#### SUPPLIED INFORMATION
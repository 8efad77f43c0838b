//! Registry API document types
//!
//! These mirror the JSON the npm registry serves. Documents are displayed
//! as-is; the only massaging here is tolerating the alternate shapes the
//! registry uses for people and repository fields.

use std::collections::HashMap;

/// Envelope returned by `GET /-/v1/search`
#[derive(serde::Deserialize)]
pub struct SearchResponse {
    pub objects: Vec<SearchObject>,
    #[serde(default)]
    pub total: u64,
}

#[derive(serde::Deserialize)]
pub struct SearchObject {
    pub package: PackageSummary,
}

/// Abbreviated package record from the search endpoint
#[derive(Clone, Debug, serde::Deserialize)]
pub struct PackageSummary {
    pub name: String,
    pub description: Option<String>,
    pub version: String,
    pub author: Option<Person>,
    pub date: Option<String>,
    #[serde(default)]
    pub links: PackageLinks,
    pub publisher: Option<Publisher>,
    pub keywords: Option<Vec<String>>,
}

#[derive(Clone, Default, Debug, serde::Deserialize)]
pub struct PackageLinks {
    pub npm: Option<String>,
    pub homepage: Option<String>,
}

#[derive(Clone, Debug, serde::Deserialize)]
pub struct Publisher {
    pub username: String,
}

/// Full metadata document from `GET /{packageName}`
#[derive(Clone, Debug, serde::Deserialize)]
pub struct PackageDetails {
    pub name: String,
    pub description: Option<String>,
    #[serde(rename = "dist-tags", default)]
    pub dist_tags: HashMap<String, String>,
    #[serde(default)]
    pub versions: HashMap<String, VersionInfo>,
    /// `created`, `modified`, plus one timestamp per published version
    #[serde(default)]
    pub time: HashMap<String, String>,
    pub author: Option<Person>,
    #[serde(default)]
    pub maintainers: Vec<Person>,
    pub homepage: Option<String>,
    pub repository: Option<Repository>,
    pub bugs: Option<Bugs>,
    pub license: Option<String>,
    #[serde(default)]
    pub keywords: Vec<String>,
}

/// Per-version entry in the `versions` map. Kept minimal; old documents
/// carry wildly inconsistent extra fields.
#[derive(Clone, Debug, serde::Deserialize)]
pub struct VersionInfo {
    #[serde(default)]
    pub dependencies: HashMap<String, String>,
}

/// The registry serves people either as `"Jane Doe <jane@example.com>"`
/// or as an object with name/email fields.
#[derive(Clone, Debug, serde::Deserialize)]
#[serde(untagged)]
pub enum Person {
    Text(String),
    Full { name: String, email: Option<String> },
}

impl Person {
    pub fn name(&self) -> &str {
        match self {
            // Strip a trailing "<email>" from the combined form
            Person::Text(s) => s.split('<').next().unwrap_or(s).trim(),
            Person::Full { name, .. } => name,
        }
    }

    pub fn email(&self) -> Option<&str> {
        match self {
            Person::Text(_) => None,
            Person::Full { email, .. } => email.as_deref(),
        }
    }
}

/// `repository` is an object in modern documents, a bare URL in old ones
#[derive(Clone, Debug, serde::Deserialize)]
#[serde(untagged)]
pub enum Repository {
    Url(String),
    Full { url: Option<String> },
}

impl Repository {
    pub fn url(&self) -> Option<&str> {
        match self {
            Repository::Url(u) => Some(u),
            Repository::Full { url, .. } => url.as_deref(),
        }
    }
}

#[derive(Clone, Debug, serde::Deserialize)]
#[serde(untagged)]
pub enum Bugs {
    Url(String),
    Full { url: Option<String> },
}

impl Bugs {
    pub fn url(&self) -> Option<&str> {
        match self {
            Bugs::Url(u) => Some(u),
            Bugs::Full { url, .. } => url.as_deref(),
        }
    }
}

impl PackageDetails {
    /// Latest published version: the `latest` dist-tag, falling back to
    /// the newest entry in the `time` map.
    pub fn latest_version(&self) -> Option<&str> {
        if let Some(v) = self.dist_tags.get("latest") {
            return Some(v);
        }
        self.recent_versions().first().map(|(v, _)| *v)
    }

    /// Version entries from the `time` map, newest first, as
    /// `(version, timestamp)` pairs. The registry emits uniform RFC 3339
    /// timestamps, so string order is publication order.
    pub fn recent_versions(&self) -> Vec<(&str, &str)> {
        let mut entries: Vec<(&str, &str)> = self
            .time
            .iter()
            .filter(|(k, _)| k.as_str() != "created" && k.as_str() != "modified")
            .map(|(k, v)| (k.as_str(), v.as_str()))
            .collect();
        entries.sort_by(|a, b| b.1.cmp(a.1));
        entries
    }

    /// Dependency map of the latest version, if that version is present
    pub fn latest_dependencies(&self) -> Option<&HashMap<String, String>> {
        let latest = self.latest_version()?;
        Some(&self.versions.get(latest)?.dependencies)
    }

    pub fn created(&self) -> Option<&str> {
        self.time.get("created").map(String::as_str)
    }

    pub fn modified(&self) -> Option<&str> {
        self.time.get("modified").map(String::as_str)
    }
}

#[cfg(test)]
mod tests {
    use super::*;

    #[test]
    fn person_parses_both_forms() {
        let full: Person =
            serde_json::from_str(r#"{"name": "Jane Doe", "email": "jane@example.com"}"#).unwrap();
        assert_eq!(full.name(), "Jane Doe");
        assert_eq!(full.email(), Some("jane@example.com"));

        let text: Person = serde_json::from_str(r#""Jane Doe <jane@example.com>""#).unwrap();
        assert_eq!(text.name(), "Jane Doe");
        assert_eq!(text.email(), None);
    }

    #[test]
    fn repository_parses_both_forms() {
        let full: Repository =
            serde_json::from_str(r#"{"type": "git", "url": "git+https://github.com/serde-rs/json.git"}"#)
                .unwrap();
        assert_eq!(full.url(), Some("git+https://github.com/serde-rs/json.git"));

        let bare: Repository =
            serde_json::from_str(r#""https://github.com/serde-rs/json""#).unwrap();
        assert_eq!(bare.url(), Some("https://github.com/serde-rs/json"));
    }

    #[test]
    fn recent_versions_sorted_newest_first() {
        let doc: PackageDetails = serde_json::from_str(
            r#"{
                "name": "demo",
                "dist-tags": {"latest": "2.0.0"},
                "time": {
                    "created": "2020-01-01T00:00:00.000Z",
                    "modified": "2023-06-01T00:00:00.000Z",
                    "1.0.0": "2020-01-01T00:00:00.000Z",
                    "1.1.0": "2021-03-15T00:00:00.000Z",
                    "2.0.0": "2023-06-01T00:00:00.000Z"
                }
            }"#,
        )
        .unwrap();

        let recent = doc.recent_versions();
        let versions: Vec<&str> = recent.iter().map(|(v, _)| *v).collect();
        assert_eq!(versions, vec!["2.0.0", "1.1.0", "1.0.0"]);
        assert_eq!(doc.latest_version(), Some("2.0.0"));
    }

    #[test]
    fn latest_version_falls_back_to_time_map() {
        let doc: PackageDetails = serde_json::from_str(
            r#"{
                "name": "demo",
                "time": {
                    "created": "2020-01-01T00:00:00.000Z",
                    "0.1.0": "2020-01-01T00:00:00.000Z",
                    "0.2.0": "2020-05-01T00:00:00.000Z"
                }
            }"#,
        )
        .unwrap();
        assert_eq!(doc.latest_version(), Some("0.2.0"));
    }
}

#### EXERCISE DIRECTIONS
Tell how many lines above hold "modified", nothing more.

#### TASK OUTPUT
5